The Mathematics of Hitting Streaks

With the hope that there's actually someone other than my coauthors reading these posts once the college football season arrives (when the hits to the old page understandably ramped up in past years), one of the upsides to transitioning to a blog is to provide easy pointers to other interesting work in the mathematics and statistics of sports.
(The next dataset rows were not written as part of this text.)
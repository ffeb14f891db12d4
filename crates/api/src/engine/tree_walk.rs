//! MCQ tree walks.
//!
//! The room points at the node currently shown (`current_response_id`). A
//! selection must be one of that node's options. The walk then either ends
//! outright (terminal option, deepest level, turn cap) or resolves the next
//! node through the three-tier lookup in `rostrum_core::tree_walk`. The turn
//! is claimed last, together with the move to that node.

use rostrum_core::debate::{remaining_turns, Stance, MCQ_MAX_LEVEL};
use rostrum_core::error::CoreError;
use rostrum_core::report::tree_walk_report;
use rostrum_core::tree_walk::{
    end_before_lookup, resolve_next_node, EndReason, NextNode, ResolveTier, TreePosition,
};
use rostrum_core::types::DbId;
use rostrum_db::models::debate_report::DebateReport;
use rostrum_db::models::debate_room::DebateRoom;
use rostrum_db::models::mcq::McqResponse;
use rostrum_db::repositories::{McqRepo, McqTreeLookup};

use crate::engine::dispatcher::{claim_turn, claim_turn_and_move};
use crate::engine::report::finish_room;
use crate::engine::views::{McqNodeView, SelectedChoice, TreeWalkTurn};
use crate::error::{AppError, AppResult};
use crate::state::AppState;

/// Apply the user's choice of `option_id` at the room's current node.
pub async fn select_option(
    state: &AppState,
    room: DebateRoom,
    option_id: DbId,
) -> AppResult<TreeWalkTurn> {
    let pool = &state.pool;
    let topic_id = room.required_topic_id()?;
    let tree_type = room.tree_type()?;
    let stance = room.user_stance()?;

    let current_id = room.current_response_id.ok_or_else(|| {
        AppError::InternalError(format!("MCQ room {} has no current node", room.id))
    })?;
    let current = McqRepo::find_response(pool, current_id)
        .await?
        .ok_or(AppError::Core(CoreError::NotFound {
            entity: "McqResponse",
            id: current_id,
        }))?;

    // A room parked on a leaf lost the request that reached it before the
    // report was stored. There is nothing left to choose; finish the walk.
    if McqRepo::list_options(pool, current.id).await?.is_empty() {
        let report = end_walk(state, &room, stance, EndReason::LeafNode).await?;
        return Ok(TreeWalkTurn {
            next_question: None,
            is_completed: true,
            report: Some(report),
            current_level: current.level,
            remaining_levels: 0,
            selected_choice: None,
            end_reason: Some(EndReason::LeafNode),
            resolved_by: None,
        });
    }

    let option = McqRepo::find_option(pool, option_id)
        .await?
        .ok_or(AppError::Core(CoreError::NotFound {
            entity: "McqOption",
            id: option_id,
        }))?;
    if option.response_id != current.id {
        return Err(AppError::BadRequest(format!(
            "Option {option_id} does not belong to the current question {}",
            current.id
        )));
    }

    // Read-only until the claim; the claim also moves the room.
    let turn = room.conversation_turn + 1;
    let selected_choice = Some(SelectedChoice::from(&option));

    tracing::info!(
        room_id = room.id,
        turn,
        level = current.level,
        option_id,
        letter = %option.option_letter,
        "MCQ option selected"
    );

    if let Some(reason) = end_before_lookup(option.is_terminal, current.level, turn) {
        let room = claim_turn(pool, &room).await?;
        let report = end_walk(state, &room, stance, reason).await?;
        return Ok(TreeWalkTurn {
            next_question: None,
            is_completed: true,
            report: Some(report),
            current_level: current.level,
            remaining_levels: 0,
            selected_choice,
            end_reason: Some(reason),
            resolved_by: None,
        });
    }

    let position = TreePosition {
        topic_id,
        tree_type,
        node_id: current.id,
        level: current.level,
    };
    let lookup = McqTreeLookup::new(pool);
    let (next, tier) = match resolve_next_node(&lookup, &position, option.next_response_id).await? {
        NextNode::Found { node, tier } => (node, tier),
        NextNode::Unresolved => {
            let room = claim_turn(pool, &room).await?;
            let report = end_walk(state, &room, stance, EndReason::Unresolved).await?;
            return Ok(TreeWalkTurn {
                next_question: None,
                is_completed: true,
                report: Some(report),
                current_level: current.level,
                remaining_levels: 0,
                selected_choice,
                end_reason: Some(EndReason::Unresolved),
                resolved_by: None,
            });
        }
    };

    advance_to(state, room, next, tier, selected_choice, stance).await
}

/// Claim the turn moving the room to `next`, and show it. A node without
/// options ends the walk.
async fn advance_to(
    state: &AppState,
    room: DebateRoom,
    next: McqResponse,
    tier: ResolveTier,
    selected_choice: Option<SelectedChoice>,
    stance: Stance,
) -> AppResult<TreeWalkTurn> {
    let options = McqRepo::list_options(&state.pool, next.id).await?;
    let room = claim_turn_and_move(&state.pool, &room, next.id).await?;
    let turn = room.conversation_turn;
    let level = next.level;

    if options.is_empty() {
        tracing::warn!(room_id = room.id, node_id = next.id, level, "MCQ node has no options");
        let report = end_walk(state, &room, stance, EndReason::LeafNode).await?;
        return Ok(TreeWalkTurn {
            next_question: Some(McqNodeView::new(next, options)),
            is_completed: true,
            report: Some(report),
            current_level: level,
            remaining_levels: 0,
            selected_choice,
            end_reason: Some(EndReason::LeafNode),
            resolved_by: Some(tier),
        });
    }

    Ok(TreeWalkTurn {
        next_question: Some(McqNodeView::new(next, options)),
        is_completed: false,
        report: None,
        current_level: level,
        remaining_levels: remaining_levels(level, turn, room.max_turns),
        selected_choice,
        end_reason: None,
        resolved_by: Some(tier),
    })
}

/// Store the walk's report; every claimed turn counts as a choice.
async fn end_walk(
    state: &AppState,
    room: &DebateRoom,
    stance: Stance,
    reason: EndReason,
) -> AppResult<DebateReport> {
    let choices_made = room.conversation_turn;
    tracing::info!(room_id = room.id, choices_made, reason = ?reason, "MCQ walk ended");
    finish_room(state, room.id, &tree_walk_report(choices_made, stance)).await
}

/// The node an active MCQ room is waiting on, with its options.
pub async fn current_question(state: &AppState, room: &DebateRoom) -> AppResult<Option<McqNodeView>> {
    let Some(node_id) = room.current_response_id else {
        return Ok(None);
    };
    let Some(node) = McqRepo::find_response(&state.pool, node_id).await? else {
        return Ok(None);
    };
    let options = McqRepo::list_options(&state.pool, node.id).await?;
    Ok(Some(McqNodeView::new(node, options)))
}

/// Choices still available: bounded by both the tree depth and the turn cap.
fn remaining_levels(level: i32, turn: i32, max_turns: i32) -> i32 {
    (MCQ_MAX_LEVEL - level).min(remaining_turns(turn, max_turns)).max(0)
}
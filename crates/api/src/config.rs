use rostrum_core::debate::{validate_max_conversations, DEFAULT_MAX_CONVERSATIONS};
use rostrum_llm::LlmConfig;

use crate::auth::jwt::JwtConfig;

/// Server configuration loaded from environment variables.
///
/// All fields except the JWT secret have defaults suitable for local
/// development. In production, override via environment variables.
#[derive(Debug, Clone)]
pub struct ServerConfig {
    /// Bind address (default: `0.0.0.0`).
    pub host: String,
    /// Bind port (default: `3000`).
    pub port: u16,
    /// Allowed CORS origins, parsed from comma-separated `CORS_ORIGINS` env var.
    pub cors_origins: Vec<String>,
    /// HTTP request timeout in seconds (default: `90`). Must exceed twice the
    /// LLM timeout, since a free-text turn may make a rebuttal and a report
    /// call.
    pub request_timeout_secs: u64,
    /// Exchanges per free-text debate when the client does not ask for a
    /// specific number (default: `7`).
    pub default_max_conversations: i32,
    /// JWT verification settings.
    pub jwt: JwtConfig,
    /// Completion provider settings.
    pub llm: LlmConfig,
}

impl ServerConfig {
    /// Load configuration from environment variables with defaults.
    ///
    /// | Env Var                    | Default                    |
    /// |----------------------------|----------------------------|
    /// | `HOST`                     | `0.0.0.0`                  |
    /// | `PORT`                     | `3000`                     |
    /// | `CORS_ORIGINS`             | `http://localhost:3000`    |
    /// | `REQUEST_TIMEOUT_SECS`     | `90`                       |
    /// | `DEBATE_MAX_CONVERSATIONS` | `7`                        |
    ///
    /// JWT and LLM settings are documented on [`JwtConfig::from_env`] and
    /// [`LlmConfig::from_env`].
    pub fn from_env() -> Self {
        let host = std::env::var("HOST").unwrap_or_else(|_| "0.0.0.0".into());

        let port: u16 = std::env::var("PORT")
            .unwrap_or_else(|_| "3000".into())
            .parse()
            .expect("PORT must be a valid u16");

        let cors_origins: Vec<String> = std::env::var("CORS_ORIGINS")
            .unwrap_or_else(|_| "http://localhost:3000".into())
            .split(',')
            .map(|s| s.trim().to_string())
            .filter(|s| !s.is_empty())
            .collect();

        let request_timeout_secs: u64 = std::env::var("REQUEST_TIMEOUT_SECS")
            .unwrap_or_else(|_| "90".into())
            .parse()
            .expect("REQUEST_TIMEOUT_SECS must be a valid u64");

        let default_max_conversations: i32 = std::env::var("DEBATE_MAX_CONVERSATIONS")
            .unwrap_or_else(|_| DEFAULT_MAX_CONVERSATIONS.to_string())
            .parse()
            .expect("DEBATE_MAX_CONVERSATIONS must be a valid i32");
        let default_max_conversations = validate_max_conversations(default_max_conversations)
            .unwrap_or_else(|e| panic!("DEBATE_MAX_CONVERSATIONS: {e}"));

        let llm = LlmConfig::from_env();
        check_timeouts(request_timeout_secs, llm.timeout_secs)
            .unwrap_or_else(|e| panic!("REQUEST_TIMEOUT_SECS: {e}"));

        Self {
            host,
            port,
            cors_origins,
            request_timeout_secs,
            default_max_conversations,
            jwt: JwtConfig::from_env(),
            llm,
        }
    }
}

/// The request timeout must leave room for two full LLM calls.
fn check_timeouts(request_timeout_secs: u64, llm_timeout_secs: u64) -> Result<(), String> {
    if request_timeout_secs <= 2 * llm_timeout_secs {
        return Err(format!(
            "{request_timeout_secs}s must be greater than twice LLM_TIMEOUT_SECS ({llm_timeout_secs}s)"
        ));
    }
    Ok(())
}

#[cfg(test)]
mod tests {
    use super::*;

    #[test]
    fn request_timeout_must_cover_two_llm_calls() {
        assert!(check_timeouts(60, 30).is_err());
        assert!(check_timeouts(59, 30).is_err());
        assert!(check_timeouts(61, 30).is_ok());
        assert!(check_timeouts(90, 30).is_ok());
    }
}
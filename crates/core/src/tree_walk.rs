//! MCQ tree traversal: end-of-session checks and next-node resolution.
//!
//! Pre-authored trees can have gaps (an option without a forward link), so
//! the next node is resolved in three tiers:
//!
//! 1. the option's own `next_response_id`, if it points into the same topic
//!    and tree type;
//! 2. a child of the current node one level down;
//! 3. any node of the same topic and tree type one level down.
//!
//! Tiers 2 and 3 are content gaps and are logged at `warn` so they can be
//! fixed at the source. Tier 3 ignores parent linkage entirely.

use async_trait::async_trait;
use serde::Serialize;

use crate::debate::{TreeType, MCQ_MAX_LEVEL, MCQ_MAX_TURNS};
use crate::types::DbId;

// ---------------------------------------------------------------------------
// Lookup seam
// ---------------------------------------------------------------------------

/// Read access to the pre-authored response nodes of MCQ trees.
///
/// Implemented over PostgreSQL in the db crate and in memory in tests.
#[async_trait]
pub trait NodeLookup: Send + Sync {
    type Node: Send;
    type Error: Send;

    /// Tier 1: the node `node_id`, only if it belongs to the topic and tree.
    async fn find_in_tree(
        &self,
        node_id: DbId,
        topic_id: DbId,
        tree_type: TreeType,
    ) -> Result<Option<Self::Node>, Self::Error>;

    /// Tier 2: a child of `parent_id` at `level`.
    async fn find_child(
        &self,
        topic_id: DbId,
        tree_type: TreeType,
        parent_id: DbId,
        level: i32,
    ) -> Result<Option<Self::Node>, Self::Error>;

    /// Tier 3: any node of the topic and tree at `level`.
    async fn find_at_level(
        &self,
        topic_id: DbId,
        tree_type: TreeType,
        level: i32,
    ) -> Result<Option<Self::Node>, Self::Error>;
}

// ---------------------------------------------------------------------------
// Types
// ---------------------------------------------------------------------------

/// Where a walk currently stands.
#[derive(Debug, Clone, Copy)]
pub struct TreePosition {
    pub topic_id: DbId,
    pub tree_type: TreeType,
    pub node_id: DbId,
    pub level: i32,
}

/// Which tier produced the next node.
#[derive(Debug, Clone, Copy, PartialEq, Eq, Serialize)]
#[serde(rename_all = "snake_case")]
pub enum ResolveTier {
    Direct,
    Child,
    LevelFallback,
}

impl ResolveTier {
    pub fn as_str(&self) -> &'static str {
        match self {
            Self::Direct => "direct",
            Self::Child => "child",
            Self::LevelFallback => "level_fallback",
        }
    }
}

/// Result of next-node resolution.
#[derive(Debug)]
pub enum NextNode<N> {
    Found { node: N, tier: ResolveTier },
    Unresolved,
}

/// Why an MCQ session ended.
#[derive(Debug, Clone, Copy, PartialEq, Eq, Serialize)]
#[serde(rename_all = "snake_case")]
pub enum EndReason {
    TerminalOption,
    MaxLevel,
    MaxTurns,
    Unresolved,
    /// The resolved node has no options to pick from.
    LeafNode,
}

// ---------------------------------------------------------------------------
// Logic
// ---------------------------------------------------------------------------

/// Decide whether a selection ends the walk before any lookup happens.
///
/// `claimed_turn` is the turn counter after this selection was accepted.
pub fn end_before_lookup(
    option_is_terminal: bool,
    current_level: i32,
    claimed_turn: i32,
) -> Option<EndReason> {
    if option_is_terminal {
        Some(EndReason::TerminalOption)
    } else if current_level >= MCQ_MAX_LEVEL {
        Some(EndReason::MaxLevel)
    } else if claimed_turn >= MCQ_MAX_TURNS {
        Some(EndReason::MaxTurns)
    } else {
        None
    }
}

/// Resolve the node that follows `position` after picking an option whose
/// forward pointer is `next_pointer`.
pub async fn resolve_next_node<L: NodeLookup>(
    lookup: &L,
    position: &TreePosition,
    next_pointer: Option<DbId>,
) -> Result<NextNode<L::Node>, L::Error> {
    let next_level = position.level + 1;

    if let Some(next_id) = next_pointer {
        if let Some(node) = lookup
            .find_in_tree(next_id, position.topic_id, position.tree_type)
            .await?
        {
            tracing::debug!(
                from_node = position.node_id,
                next_id,
                tier = ResolveTier::Direct.as_str(),
                "Resolved next MCQ node"
            );
            return Ok(NextNode::Found {
                node,
                tier: ResolveTier::Direct,
            });
        }
        tracing::warn!(
            from_node = position.node_id,
            next_id,
            tree_type = position.tree_type.as_str(),
            "Option points outside its tree, falling back"
        );
    }

    if let Some(node) = lookup
        .find_child(
            position.topic_id,
            position.tree_type,
            position.node_id,
            next_level,
        )
        .await?
    {
        tracing::warn!(
            from_node = position.node_id,
            level = next_level,
            tier = ResolveTier::Child.as_str(),
            "Option has no forward link, resolved by parent"
        );
        return Ok(NextNode::Found {
            node,
            tier: ResolveTier::Child,
        });
    }

    if let Some(node) = lookup
        .find_at_level(position.topic_id, position.tree_type, next_level)
        .await?
    {
        tracing::warn!(
            from_node = position.node_id,
            topic_id = position.topic_id,
            level = next_level,
            tier = ResolveTier::LevelFallback.as_str(),
            "Resolved next MCQ node by level only"
        );
        return Ok(NextNode::Found {
            node,
            tier: ResolveTier::LevelFallback,
        });
    }

    tracing::warn!(
        from_node = position.node_id,
        topic_id = position.topic_id,
        level = next_level,
        "No next MCQ node, ending session"
    );
    Ok(NextNode::Unresolved)
}
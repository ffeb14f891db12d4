//! Scripted completion provider for tests.
//!
//! Replies are consumed in order; once exhausted the last reply repeats.
//! Every request is recorded so tests can assert on prompts.

use std::collections::VecDeque;
use std::sync::Mutex;

use async_trait::async_trait;

use crate::error::LlmError;
use crate::provider::{CompletionProvider, CompletionRequest};

#[derive(Debug)]
pub struct MockProvider {
    replies: Mutex<VecDeque<Result<String, String>>>,
    last: Mutex<Option<Result<String, String>>>,
    requests: Mutex<Vec<CompletionRequest>>,
}

impl MockProvider {
    /// A provider that answers with `replies` in order.
    pub fn new(replies: Vec<Result<String, String>>) -> Self {
        Self {
            replies: Mutex::new(replies.into()),
            last: Mutex::new(None),
            requests: Mutex::new(Vec::new()),
        }
    }

    /// Always answers with `text`.
    pub fn constant(text: &str) -> Self {
        Self::new(vec![Ok(text.to_string())])
    }

    /// Every call fails.
    pub fn failing() -> Self {
        Self::new(vec![Err("provider unavailable".to_string())])
    }

    /// Requests received so far.
    pub fn requests(&self) -> Vec<CompletionRequest> {
        self.requests.lock().map(|r| r.to_vec()).unwrap_or_default()
    }

    fn next_reply(&self) -> Result<String, String> {
        let mut last = self.last.lock().unwrap_or_else(|e| e.into_inner());
        let mut replies = self.replies.lock().unwrap_or_else(|e| e.into_inner());
        if let Some(reply) = replies.pop_front() {
            *last = Some(reply.clone());
            reply
        } else {
            (*last)
                .clone()
                .unwrap_or_else(|| Err("no scripted reply".to_string()))
        }
    }
}

#[async_trait]
impl CompletionProvider for MockProvider {
    fn name(&self) -> &str {
        "mock"
    }

    async fn complete(&self, request: CompletionRequest) -> Result<String, LlmError> {
        if let Ok(mut requests) = self.requests.lock() {
            requests.push(request);
        }
        self.next_reply().map_err(LlmError::Other)
    }
}

#[cfg(test)]
mod tests {
    use super::*;

    #[tokio::test]
    async fn replies_in_order_then_repeat_last() {
        let mock = MockProvider::new(vec![Ok("one".into()), Ok("two".into())]);
        let req = || CompletionRequest::new("s", "p");

        assert_eq!(mock.complete(req()).await.unwrap(), "one");
        assert_eq!(mock.complete(req()).await.unwrap(), "two");
        assert_eq!(mock.complete(req()).await.unwrap(), "two");
        assert_eq!(mock.requests().len(), 3);
    }

    #[tokio::test]
    async fn failing_mock_fails_every_time() {
        let mock = MockProvider::failing();
        for _ in 0..2 {
            assert!(mock.complete(CompletionRequest::new("s", "p")).await.is_err());
        }
    }
}
//! Shared query parameter types for API handlers.

use serde::Deserialize;

use rostrum_core::pagination::{clamp_limit, clamp_offset, DEFAULT_PAGE_SIZE, MAX_PAGE_SIZE};
use rostrum_core::types::DbId;

/// Generic pagination parameters (`?limit=&offset=`).
#[derive(Debug, Deserialize)]
pub struct PaginationParams {
    pub limit: Option<i64>,
    pub offset: Option<i64>,
}

impl PaginationParams {
    /// Clamped `(limit, offset)` ready for a repository call.
    pub fn resolve(&self) -> (i64, i64) {
        resolve_page(self.limit, self.offset)
    }
}

/// Query parameters for the topic listing (`?group_id=&limit=&offset=`).
#[derive(Debug, Deserialize)]
pub struct TopicListParams {
    pub group_id: Option<DbId>,
    pub limit: Option<i64>,
    pub offset: Option<i64>,
}

impl TopicListParams {
    /// Clamped `(limit, offset)`, same bounds as [`PaginationParams`].
    pub fn resolve(&self) -> (i64, i64) {
        resolve_page(self.limit, self.offset)
    }
}

fn resolve_page(limit: Option<i64>, offset: Option<i64>) -> (i64, i64) {
    (
        clamp_limit(limit, DEFAULT_PAGE_SIZE, MAX_PAGE_SIZE),
        clamp_offset(offset),
    )
}

#[cfg(test)]
mod tests {
    use super::*;

    #[test]
    fn topic_params_clamp_like_pagination() {
        let topics = TopicListParams {
            group_id: Some(4),
            limit: Some(MAX_PAGE_SIZE + 50),
            offset: Some(-3),
        };
        let page = PaginationParams {
            limit: topics.limit,
            offset: topics.offset,
        };
        assert_eq!(topics.resolve(), (MAX_PAGE_SIZE, 0));
        assert_eq!(topics.resolve(), page.resolve());
    }

    #[test]
    fn missing_values_use_defaults() {
        let params = TopicListParams {
            group_id: None,
            limit: None,
            offset: None,
        };
        assert_eq!(params.resolve(), (DEFAULT_PAGE_SIZE, 0));
    }
}
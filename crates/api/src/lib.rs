//! Rostrum API server library.
//!
//! Exposes the building blocks (config, state, error handling, routes, the
//! debate engine) so integration tests and the binary entrypoint can both
//! access them.

pub mod auth;
pub mod config;
pub mod engine;
pub mod error;
pub mod handlers;
pub mod middleware;
pub mod query;
pub mod response;
pub mod router;
pub mod routes;
pub mod state;
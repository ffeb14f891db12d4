//! Debate session constants, enums, validation, and action classification.
//!
//! Values stored in the `debate_rooms`, `debate_messages`, and
//! `mcq_responses` text columns must match the `as_str` forms defined here.

use serde::{Deserialize, Serialize};

use crate::error::CoreError;
use crate::types::DbId;

// ---------------------------------------------------------------------------
// Constants
// ---------------------------------------------------------------------------

/// Maximum length of a single free-text debate message, in characters.
pub const MAX_MESSAGE_LENGTH: usize = 500;

/// Maximum length of a topic or a declared position, in characters.
pub const MAX_POSITION_LENGTH: usize = 500;

/// Default number of user/AI exchanges in a free-text debate.
pub const DEFAULT_MAX_CONVERSATIONS: i32 = 7;

/// Upper bound a caller may request for `maxConversations`.
pub const MAX_CONVERSATIONS_LIMIT: i32 = 20;

/// Deepest level of a pre-authored MCQ tree. Reaching it ends the session.
pub const MCQ_MAX_LEVEL: i32 = 5;

/// Maximum number of choices in one MCQ session.
pub const MCQ_MAX_TURNS: i32 = MCQ_MAX_LEVEL;

/// The only accepted value of the `action` field of a turn request.
pub const ACTION_SHOW_NEXT: &str = "show_next";

// ---------------------------------------------------------------------------
// Debate type
// ---------------------------------------------------------------------------

/// The three debate modes a room can run in.
#[derive(Debug, Clone, Copy, PartialEq, Eq, Serialize, Deserialize)]
#[serde(rename_all = "snake_case")]
pub enum DebateType {
    /// The user argues in free text against LLM-generated rebuttals.
    UserVsAi,
    /// A pre-generated AI-vs-AI conversation revealed round by round.
    AiVsAi,
    /// The user walks a pre-authored multiple-choice tree.
    Mcq,
}

impl DebateType {
    pub fn from_str_value(s: &str) -> Result<Self, String> {
        match s {
            "user_vs_ai" => Ok(Self::UserVsAi),
            "ai_vs_ai" => Ok(Self::AiVsAi),
            "mcq" => Ok(Self::Mcq),
            other => Err(format!("Unknown debate type: {other}")),
        }
    }

    pub fn as_str(&self) -> &'static str {
        match self {
            Self::UserVsAi => "user_vs_ai",
            Self::AiVsAi => "ai_vs_ai",
            Self::Mcq => "mcq",
        }
    }
}

// ---------------------------------------------------------------------------
// Room status
// ---------------------------------------------------------------------------

pub const STATUS_ACTIVE: &str = "active";
pub const STATUS_COMPLETED: &str = "completed";

#[derive(Debug, Clone, Copy, PartialEq, Eq, Serialize)]
#[serde(rename_all = "snake_case")]
pub enum RoomStatus {
    Active,
    Completed,
}

impl RoomStatus {
    pub fn from_str_value(s: &str) -> Result<Self, String> {
        match s {
            STATUS_ACTIVE => Ok(Self::Active),
            STATUS_COMPLETED => Ok(Self::Completed),
            other => Err(format!("Unknown room status: {other}")),
        }
    }

    pub fn as_str(&self) -> &'static str {
        match self {
            Self::Active => STATUS_ACTIVE,
            Self::Completed => STATUS_COMPLETED,
        }
    }
}

// ---------------------------------------------------------------------------
// Stance and tree type
// ---------------------------------------------------------------------------

/// The side a user declares when starting an MCQ debate.
#[derive(Debug, Clone, Copy, PartialEq, Eq, Serialize, Deserialize)]
#[serde(rename_all = "snake_case")]
pub enum Stance {
    For,
    Against,
}

impl Stance {
    pub fn from_str_value(s: &str) -> Result<Self, String> {
        match s {
            "for" => Ok(Self::For),
            "against" => Ok(Self::Against),
            other => Err(format!("Unknown stance: {other}")),
        }
    }

    pub fn as_str(&self) -> &'static str {
        match self {
            Self::For => "for",
            Self::Against => "against",
        }
    }
}

/// Which pre-authored branch the AI speaks from in an MCQ session.
#[derive(Debug, Clone, Copy, PartialEq, Eq, Serialize, Deserialize)]
#[serde(rename_all = "snake_case")]
pub enum TreeType {
    AiFor,
    AiAgainst,
}

impl TreeType {
    /// The AI always argues the opposite of the user.
    pub fn opposing(user_stance: Stance) -> Self {
        match user_stance {
            Stance::For => Self::AiAgainst,
            Stance::Against => Self::AiFor,
        }
    }

    pub fn from_str_value(s: &str) -> Result<Self, String> {
        match s {
            "ai_for" => Ok(Self::AiFor),
            "ai_against" => Ok(Self::AiAgainst),
            other => Err(format!("Unknown tree type: {other}")),
        }
    }

    pub fn as_str(&self) -> &'static str {
        match self {
            Self::AiFor => "ai_for",
            Self::AiAgainst => "ai_against",
        }
    }
}

// ---------------------------------------------------------------------------
// Message sender
// ---------------------------------------------------------------------------

pub const SENDER_USER: &str = "user";
pub const SENDER_AI: &str = "ai";

#[derive(Debug, Clone, Copy, PartialEq, Eq, Serialize)]
#[serde(rename_all = "snake_case")]
pub enum Sender {
    User,
    Ai,
}

impl Sender {
    pub fn from_str_value(s: &str) -> Result<Self, String> {
        match s {
            SENDER_USER => Ok(Self::User),
            SENDER_AI => Ok(Self::Ai),
            other => Err(format!("Unknown sender: {other}")),
        }
    }

    pub fn as_str(&self) -> &'static str {
        match self {
            Self::User => SENDER_USER,
            Self::Ai => SENDER_AI,
        }
    }
}

// ---------------------------------------------------------------------------
// Turn actions
// ---------------------------------------------------------------------------

/// One client action against a debate room.
#[derive(Debug, Clone, PartialEq, Eq)]
pub enum ActionKind {
    /// A free-text user message (user-vs-AI rooms).
    FreeText(String),
    /// Reveal the next scripted round (AI-vs-AI rooms).
    RevealNext,
    /// Pick one option of the current MCQ node.
    SelectOption(DbId),
}

impl ActionKind {
    /// Classify the raw fields of a turn request.
    ///
    /// Exactly one of the three shapes must be present.
    pub fn classify(
        content: Option<String>,
        action: Option<&str>,
        selected_option_id: Option<DbId>,
    ) -> Result<Self, String> {
        match (content, action, selected_option_id) {
            (Some(text), None, None) => Ok(Self::FreeText(text)),
            (None, Some(ACTION_SHOW_NEXT), None) => Ok(Self::RevealNext),
            (None, Some(other), None) => Err(format!(
                "Unknown action '{other}'. Expected '{ACTION_SHOW_NEXT}'"
            )),
            (None, None, Some(id)) => Ok(Self::SelectOption(id)),
            (None, None, None) => Err(
                "Request must contain one of: content, action, selectedOptionId".to_string(),
            ),
            _ => Err(
                "Request must contain only one of: content, action, selectedOptionId".to_string(),
            ),
        }
    }

    /// The debate mode this action belongs to.
    pub fn debate_type(&self) -> DebateType {
        match self {
            Self::FreeText(_) => DebateType::UserVsAi,
            Self::RevealNext => DebateType::AiVsAi,
            Self::SelectOption(_) => DebateType::Mcq,
        }
    }
}

// ---------------------------------------------------------------------------
// Validation
// ---------------------------------------------------------------------------

/// Validate a free-text debate message and return it trimmed.
pub fn validate_message(content: &str) -> Result<&str, CoreError> {
    let trimmed = content.trim();
    if trimmed.is_empty() {
        return Err(CoreError::Validation(
            "Message content must not be empty".to_string(),
        ));
    }
    let len = trimmed.chars().count();
    if len > MAX_MESSAGE_LENGTH {
        return Err(CoreError::Validation(format!(
            "Message must not exceed {MAX_MESSAGE_LENGTH} characters, got {len}"
        )));
    }
    Ok(trimmed)
}

/// Validate a required text field such as the topic or a declared position.
pub fn validate_required_text<'a>(field: &str, value: Option<&'a str>) -> Result<&'a str, CoreError> {
    let trimmed = value.map(str::trim).unwrap_or_default();
    if trimmed.is_empty() {
        return Err(CoreError::Validation(format!("{field} is required")));
    }
    if trimmed.chars().count() > MAX_POSITION_LENGTH {
        return Err(CoreError::Validation(format!(
            "{field} must not exceed {MAX_POSITION_LENGTH} characters"
        )));
    }
    Ok(trimmed)
}

/// Validate the requested number of exchanges for a free-text debate.
pub fn validate_max_conversations(value: i32) -> Result<i32, CoreError> {
    if !(1..=MAX_CONVERSATIONS_LIMIT).contains(&value) {
        return Err(CoreError::Validation(format!(
            "maxConversations must be between 1 and {MAX_CONVERSATIONS_LIMIT}, got {value}"
        )));
    }
    Ok(value)
}

/// Turns left after `turn` of `max_turns`, never negative.
pub fn remaining_turns(turn: i32, max_turns: i32) -> i32 {
    (max_turns - turn).max(0)
}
There are a pair of papers about hitting streaks that have appeared on arXiv.org in the past year. Making things particularly interesting, these two papers take completely different methodological approaches. Sam Arbesman and Steve Strogatz "examine Joe DiMaggio’s 56-game hitting streak and look at its likelihood, using a number of simple models. And it turns out that, contrary to many people’s expectations, an extreme streak, while unlikely in any given year, is not unlikely to have occurred about once within the history of baseball." Meanwhile, Trent McCotter uses permutation tests to find that there appear to have been a significantly larger number of 20-25 game streaks in real life than one would obtain in an independent-games model. You can hear Steve talk more about both studies in a Radiolab podcast from earlier this summer.

Finally, for perhaps the only timely element of this post, Steve has a new book just out this past week, The Calculus of Friendship: What a Teacher and a Student Learned about Life while Corresponding about Math. If it's like everything else Steve does, it will be amazing.

----
Addition (29Aug): For more discussion about hitting streaks, other streaks, and the way that people tend to overinterpret streaks, check out Leonard Mlodinow's interesting WSJ essay, "The Triumph of the Random."

----
Another addition (31Aug): Trent McCotter's second N&O column is about hitting streaks, with a decidedly local-to-NC flavor ("Zimmerman best in state at hitting streaks").

Labels: , , ,

Tuesday, August 11, 2009

Random walking through baseball

Now that the new site format appears to be largely up and working, it's time to start digging into a backlog of math-in-sports topics I've wanted to briefly write about. That said, if anyone has a general solution for the seemingly infamous "Publishing your blog is taking longer than expected" problem occasionally afflicting those of us who ftp-publish to other servers, I would love to hear about it, please!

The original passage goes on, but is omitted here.